▶ _DATASET CONTENT_
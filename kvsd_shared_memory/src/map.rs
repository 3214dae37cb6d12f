//! Offset-addressed hash map.
//!
//! An open-hash map whose header, bucket table and items all live in
//! allocator memory and reference each other by [`Offset`], so the same
//! structure works in the private heap and across address spaces in the
//! shared heap. Keys are stored inline behind each item header; values
//! are opaque offsets the caller manages.
//!
//! Collisions chain within a bucket; the bucket index is
//! `hash32(key) & (table_size - 1)` with `table_size` a power of two.
//! Exceeding one item per table slot on average doubles the table.

use crate::alloc::{Allocator, Offset, WORD};
use crate::error::ShmResult;

/// Smallest bucket table.
const INITIAL_TABLE_SIZE: usize = 8;

/// FNV-1a offset basis (32 bit).
const FNV_OFFSET_BASIS: u32 = 2166136261;
/// FNV-1a prime (32 bit).
const FNV_PRIME: u32 = 16777619;

/// FNV-1a hash of `key` (32 bit).
pub fn hash32(key: &[u8]) -> u32 {
    let mut hash = FNV_OFFSET_BASIS;
    for &byte in key {
        hash ^= byte as u32;
        hash = hash.wrapping_mul(FNV_PRIME);
    }
    hash
}

/// Map header, resident in allocator memory.
///
/// The low bit of `table_size` flags a shared-segment map; the real size
/// is always a power of two with the bit masked off, and the flag is
/// preserved across table growth.
#[repr(C)]
struct MapHeader {
    table: usize,
    table_size: usize,
    len: usize,
}

/// Item header; the key bytes follow inline.
#[repr(C)]
struct ItemHeader {
    next: usize,
    value: usize,
    key_len: usize,
}

const MAP_HEADER_SIZE: usize = std::mem::size_of::<MapHeader>();
const ITEM_HEADER_SIZE: usize = std::mem::size_of::<ItemHeader>();

/// Handle to an offset-addressed hash map.
///
/// The handle itself is plain data; every operation borrows the
/// allocator whose memory holds the map, and mutating operations require
/// the same exclusion the allocator requires.
#[derive(Debug, Clone, Copy)]
pub struct OffsetMap {
    root: Offset,
}

impl OffsetMap {
    /// Create a map sized for `capacity` items.
    pub fn create(alloc: &mut dyn Allocator, capacity: usize, shared: bool) -> ShmResult<Self> {
        let table_size = capacity.max(INITIAL_TABLE_SIZE).next_power_of_two();

        let root = alloc.reserve(MAP_HEADER_SIZE)?;
        let table = alloc.reserve(table_size * WORD)?;
        alloc.bytes_mut(table, table_size * WORD).fill(0);

        let header = unsafe { &mut *(alloc.resolve(root) as *mut MapHeader) };
        header.table = table.get();
        header.table_size = table_size | shared as usize;
        header.len = 0;

        Ok(Self { root })
    }

    /// Re-create a handle from a previously obtained root offset.
    pub fn from_root(root: Offset) -> Self {
        Self { root }
    }

    /// Root offset of the map header (stable across growth).
    pub fn root(&self) -> Offset {
        self.root
    }

    // ─── Header access ─────────────────────────────────────────────

    fn header<'a>(&self, alloc: &'a dyn Allocator) -> &'a MapHeader {
        unsafe { &*(alloc.resolve(self.root) as *const MapHeader) }
    }

    fn header_mut<'a>(&self, alloc: &'a mut dyn Allocator) -> &'a mut MapHeader {
        unsafe { &mut *(alloc.resolve(self.root) as *mut MapHeader) }
    }

    fn table_size(&self, alloc: &dyn Allocator) -> usize {
        self.header(alloc).table_size & !1
    }

    /// True when the map lives in a shared segment.
    pub fn is_shared(&self, alloc: &dyn Allocator) -> bool {
        self.header(alloc).table_size & 1 == 1
    }

    /// Number of items.
    pub fn len(&self, alloc: &dyn Allocator) -> usize {
        self.header(alloc).len
    }

    /// True when the map holds no items.
    pub fn is_empty(&self, alloc: &dyn Allocator) -> bool {
        self.len(alloc) == 0
    }

    fn bucket(&self, alloc: &dyn Allocator, index: usize) -> usize {
        let table = self.header(alloc).table;
        unsafe { *(alloc.resolve(Offset::new(table + index * WORD)) as *const usize) }
    }

    fn set_bucket(&self, alloc: &mut dyn Allocator, index: usize, item: usize) {
        let table = self.header(alloc).table;
        unsafe { *(alloc.resolve(Offset::new(table + index * WORD)) as *mut usize) = item };
    }

    // ─── Item access ───────────────────────────────────────────────

    fn item<'a>(&self, alloc: &'a dyn Allocator, item: usize) -> &'a ItemHeader {
        unsafe { &*(alloc.resolve(Offset::new(item)) as *const ItemHeader) }
    }

    fn item_mut<'a>(&self, alloc: &'a mut dyn Allocator, item: usize) -> &'a mut ItemHeader {
        unsafe { &mut *(alloc.resolve(Offset::new(item)) as *mut ItemHeader) }
    }

    /// Key bytes of an item returned by the cursor or `for_each`.
    pub fn key_bytes<'a>(&self, alloc: &'a dyn Allocator, item: Offset) -> &'a [u8] {
        let header = self.item(alloc, item.get());
        let key_len = header.key_len;
        unsafe {
            std::slice::from_raw_parts(
                alloc.resolve(Offset::new(item.get() + ITEM_HEADER_SIZE)),
                key_len,
            )
        }
    }

    /// Value offset of an item returned by the cursor or `for_each`.
    pub fn value_of(&self, alloc: &dyn Allocator, item: Offset) -> Offset {
        Offset::new(self.item(alloc, item.get()).value)
    }

    /// Walk the chain of `key`'s bucket.
    ///
    /// Returns `(bucket_index, predecessor, found)` with zero standing
    /// for "none"; when `found` is zero the predecessor is the chain
    /// tail, which is where an insert links in.
    fn find(&self, alloc: &dyn Allocator, key: &[u8]) -> (usize, usize, usize) {
        let index = hash32(key) as usize & (self.table_size(alloc) - 1);

        let mut prev = 0;
        let mut item = self.bucket(alloc, index);
        while item != 0 {
            if self.key_bytes(alloc, Offset::new(item)) == key {
                return (index, prev, item);
            }
            prev = item;
            item = self.item(alloc, item).next;
        }

        (index, prev, 0)
    }

    // ─── Operations ────────────────────────────────────────────────

    /// Value offset stored under `key`, or `None`.
    pub fn get(&self, alloc: &dyn Allocator, key: &[u8]) -> Option<Offset> {
        let (_, _, found) = self.find(alloc, key);
        (found != 0).then(|| self.value_of(alloc, Offset::new(found)))
    }

    /// True when `key` is present.
    pub fn contains(&self, alloc: &dyn Allocator, key: &[u8]) -> bool {
        let (_, _, found) = self.find(alloc, key);
        found != 0
    }

    /// Insert `key → value` if absent. When the key is already present
    /// the map is left unchanged and the *existing* value offset is
    /// returned so the caller can reclaim `value`.
    pub fn add(
        &self,
        alloc: &mut dyn Allocator,
        key: &[u8],
        value: Offset,
    ) -> ShmResult<Option<Offset>> {
        self.insert(alloc, key, value, false)
    }

    /// Insert `key → value`, swapping when the key is present. The
    /// *displaced* value offset is returned for the caller to reclaim.
    pub fn put(
        &self,
        alloc: &mut dyn Allocator,
        key: &[u8],
        value: Offset,
    ) -> ShmResult<Option<Offset>> {
        self.insert(alloc, key, value, true)
    }

    fn insert(
        &self,
        alloc: &mut dyn Allocator,
        key: &[u8],
        value: Offset,
        overwrite: bool,
    ) -> ShmResult<Option<Offset>> {
        let (index, tail, found) = self.find(alloc, key);

        if found != 0 {
            let item = self.item_mut(alloc, found);
            if overwrite {
                let displaced = item.value;
                item.value = value.get();
                return Ok(Some(Offset::new(displaced)));
            }
            return Ok(Some(Offset::new(item.value)));
        }

        let item = alloc.reserve(ITEM_HEADER_SIZE + key.len())?;
        {
            let header = self.item_mut(alloc, item.get());
            header.next = 0;
            header.value = value.get();
            header.key_len = key.len();
        }
        alloc
            .bytes_mut(Offset::new(item.get() + ITEM_HEADER_SIZE), key.len())
            .copy_from_slice(key);

        if tail != 0 {
            self.item_mut(alloc, tail).next = item.get();
        } else {
            self.set_bucket(alloc, index, item.get());
        }

        let header = self.header_mut(alloc);
        header.len += 1;
        let len = header.len;

        if len > self.table_size(alloc) {
            if let Err(e) = self.grow(alloc) {
                // The map stays consistent with longer chains.
                tracing::warn!("hash table growth failed: {e}");
            }
        }

        Ok(None)
    }

    /// Remove `key`, returning its value offset for the caller to
    /// reclaim, or `None` when absent.
    pub fn remove(&self, alloc: &mut dyn Allocator, key: &[u8]) -> ShmResult<Option<Offset>> {
        let (index, prev, found) = self.find(alloc, key);
        if found == 0 {
            return Ok(None);
        }

        let removed = self.item(alloc, found);
        let value = removed.value;
        let next = removed.next;

        if prev != 0 {
            self.item_mut(alloc, prev).next = next;
        } else {
            self.set_bucket(alloc, index, next);
        }
        self.header_mut(alloc).len -= 1;

        alloc.release(Offset::new(found))?;
        Ok(Some(Offset::new(value)))
    }

    /// Double the bucket table and re-hash every item into it.
    fn grow(&self, alloc: &mut dyn Allocator) -> ShmResult<()> {
        let old_size = self.table_size(alloc);
        let old_table = self.header(alloc).table;
        let new_size = old_size * 2;
        let shared_bit = self.header(alloc).table_size & 1;

        let new_table = alloc.reserve(new_size * WORD)?;
        alloc.bytes_mut(new_table, new_size * WORD).fill(0);

        {
            let header = self.header_mut(alloc);
            header.table = new_table.get();
            header.table_size = new_size | shared_bit;
        }

        // Relink one item at a time; within a bucket the order is free.
        for index in 0..old_size {
            let mut item =
                unsafe { *(alloc.resolve(Offset::new(old_table + index * WORD)) as *const usize) };
            while item != 0 {
                let next = self.item(alloc, item).next;

                let key = self.key_bytes(alloc, Offset::new(item));
                let new_index = hash32(key) as usize & (new_size - 1);

                let head = self.bucket(alloc, new_index);
                self.item_mut(alloc, item).next = head;
                self.set_bucket(alloc, new_index, item);

                item = next;
            }
        }

        alloc.release(Offset::new(old_table))?;
        Ok(())
    }

    /// Visit every `{key, value}` pair.
    pub fn for_each<F>(&self, alloc: &dyn Allocator, mut visit: F)
    where
        F: FnMut(&[u8], Offset),
    {
        for index in 0..self.table_size(alloc) {
            let mut item = self.bucket(alloc, index);
            while item != 0 {
                let header = self.item(alloc, item);
                let next = header.next;
                visit(
                    self.key_bytes(alloc, Offset::new(item)),
                    Offset::new(header.value),
                );
                item = next;
            }
        }
    }

    /// Release every item block and empty the buckets. Values are *not*
    /// reclaimed; drain them through [`OffsetMap::for_each`] first.
    pub fn clear(&self, alloc: &mut dyn Allocator) -> ShmResult<()> {
        for index in 0..self.table_size(alloc) {
            let mut item = self.bucket(alloc, index);
            while item != 0 {
                let next = self.item(alloc, item).next;
                alloc.release(Offset::new(item))?;
                item = next;
            }
            self.set_bucket(alloc, index, 0);
        }
        self.header_mut(alloc).len = 0;
        Ok(())
    }

    /// Release the bucket table and header. The map must be cleared.
    pub fn destroy(self, alloc: &mut dyn Allocator) -> ShmResult<()> {
        let table = self.header(alloc).table;
        alloc.release(Offset::new(table))?;
        alloc.release(self.root)?;
        Ok(())
    }
}

/// Resumable item cursor.
///
/// `next(None)` restarts; `next(Some(previous))` continues behind the
/// item returned last. Each item is visited exactly once as long as the
/// map is not modified between calls.
#[derive(Debug, Default)]
pub struct MapCursor {
    bucket: usize,
}

impl MapCursor {
    /// Fresh cursor positioned at the first bucket.
    pub fn new() -> Self {
        Self::default()
    }

    /// Advance to the next item, or `None` past the last one.
    pub fn next(
        &mut self,
        alloc: &dyn Allocator,
        map: &OffsetMap,
        previous: Option<Offset>,
    ) -> Option<Offset> {
        match previous {
            None => self.bucket = 0,
            Some(item) => {
                let next = map.item(alloc, item.get()).next;
                if next != 0 {
                    return Some(Offset::new(next));
                }
            }
        }

        let table_size = map.table_size(alloc);
        while self.bucket < table_size {
            let head = map.bucket(alloc, self.bucket);
            self.bucket += 1;
            if head != 0 {
                return Some(Offset::new(head));
            }
        }
        None
    }
}
//! kvsd Common Library
//!
//! Shared constants, server configuration and key matching utilities for
//! all kvsd workspace crates.
//!
//! # Module Structure
//!
//! - [`consts`] - System-wide limits and default paths/ports
//! - [`config`] - Server configuration with validation
//! - [`protocol`] - Wire-level response vocabulary
//! - [`wildcard`] - Glob-style key matching (`?` and `*`)

pub mod config;
pub mod consts;
pub mod protocol;
pub mod wildcard;

pub use config::{ConfigError, ServerConfig};
pub use wildcard::{contains_wildcard, match_wildcard};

▶ _WHAT YOU HAVE TO DO_
From the records above, retype only the lines starting at the line that contains "header.key_len = key.len();" and ending at the line that contains "pub fn remove(&self, alloc: &mut", both included.

▶ _WRITTEN SOLUTION_
            header.key_len = key.len();
        }
        alloc
            .bytes_mut(Offset::new(item.get() + ITEM_HEADER_SIZE), key.len())
            .copy_from_slice(key);

        if tail != 0 {
            self.item_mut(alloc, tail).next = item.get();
        } else {
            self.set_bucket(alloc, index, item.get());
        }

        let header = self.header_mut(alloc);
        header.len += 1;
        let len = header.len;

        if len > self.table_size(alloc) {
            if let Err(e) = self.grow(alloc) {
                // The map stays consistent with longer chains.
                tracing::warn!("hash table growth failed: {e}");
            }
        }

        Ok(None)
    }

    /// Remove `key`, returning its value offset for the caller to
    /// reclaim, or `None` when absent.
    pub fn remove(&self, alloc: &mut dyn Allocator, key: &[u8]) -> ShmResult<Option<Offset>> {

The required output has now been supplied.